Take each line in the entries below that holds "SPDX" and show it.

## Data shown
▼
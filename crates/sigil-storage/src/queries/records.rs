// SPDX-FileCopyrightText: 2026 Sigil Contributors
// SPDX-License-Identifier: MIT OR Apache-2.0

//! Secret record CRUD operations.
//!
//! Deletes are tombstones: the row stays but is excluded from reads.
//! Timestamps are stored as RFC 3339 TEXT.

use chrono::{DateTime, Utc};
use rusqlite::params;
use sigil_core::{SecretRecord, SigilError};

use crate::database::{map_tr_err, Database};

/// Insert or replace a record under its id. Re-putting an id clears any
/// tombstone on it.
pub async fn put_record(db: &Database, record: &SecretRecord) -> Result<(), SigilError> {
    let record = record.clone();
    db.connection()
        .call(move |conn| {
            conn.execute(
                "INSERT OR REPLACE INTO secret_records
                     (id, ciphertext, kind, label, created_at, expires_at, deleted)
                 VALUES (?1, ?2, ?3, ?4, ?5, ?6, 0)",
                params![
                    record.id,
                    record.ciphertext,
                    record.kind,
                    record.label,
                    record.created_at.to_rfc3339(),
                    record.expires_at.to_rfc3339(),
                ],
            )?;
            Ok(())
        })
        .await
        .map_err(map_tr_err)
}

/// All live (non-tombstoned) records.
pub async fn get_all_records(db: &Database) -> Result<Vec<SecretRecord>, SigilError> {
    type Row = (String, String, String, Option<String>, String, String);
    let rows: Vec<Row> = db
        .connection()
        .call(|conn| {
            let mut stmt = conn.prepare(
                "SELECT id, ciphertext, kind, label, created_at, expires_at
                 FROM secret_records WHERE deleted = 0",
            )?;
            let mapped = stmt.query_map([], |row| {
                Ok((
                    row.get(0)?,
                    row.get(1)?,
                    row.get(2)?,
                    row.get(3)?,
                    row.get(4)?,
                    row.get(5)?,
                ))
            })?;
            let mut rows = Vec::new();
            for row in mapped {
                rows.push(row?);
            }
            Ok(rows)
        })
        .await
        .map_err(map_tr_err)?;

    rows.into_iter()
        .map(|(id, ciphertext, kind, label, created_at, expires_at)| {
            Ok(SecretRecord {
                id,
                ciphertext,
                kind,
                label,
                created_at: parse_timestamp(&created_at)?,
                expires_at: parse_timestamp(&expires_at)?,
            })
        })
        .collect()
}

/// Tombstone the record with the given id. Absent ids are a no-op.
pub async fn tombstone_record(db: &Database, id: &str) -> Result<(), SigilError> {
    let id = id.to_string();
    db.connection()
        .call(move |conn| {
            conn.execute(
                "UPDATE secret_records SET deleted = 1 WHERE id = ?1",
                params![id],
            )?;
            Ok(())
        })
        .await
        .map_err(map_tr_err)
}

/// Physically remove every record, tombstoned or not.
pub async fn clear_records(db: &Database) -> Result<(), SigilError> {
    db.connection()
        .call(|conn| {
            conn.execute("DELETE FROM secret_records", [])?;
            Ok(())
        })
        .await
        .map_err(map_tr_err)
}

fn parse_timestamp(raw: &str) -> Result<DateTime<Utc>, SigilError> {
    DateTime::parse_from_rfc3339(raw)
        .map(|dt| dt.with_timezone(&Utc))
        .map_err(|e| SigilError::Serialization(format!("bad timestamp '{raw}': {e}")))
}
▲
## Written solution
// SPDX-FileCopyrightText: 2026 Sigil Contributors
// SPDX-License-Identifier: MIT OR Apache-2.0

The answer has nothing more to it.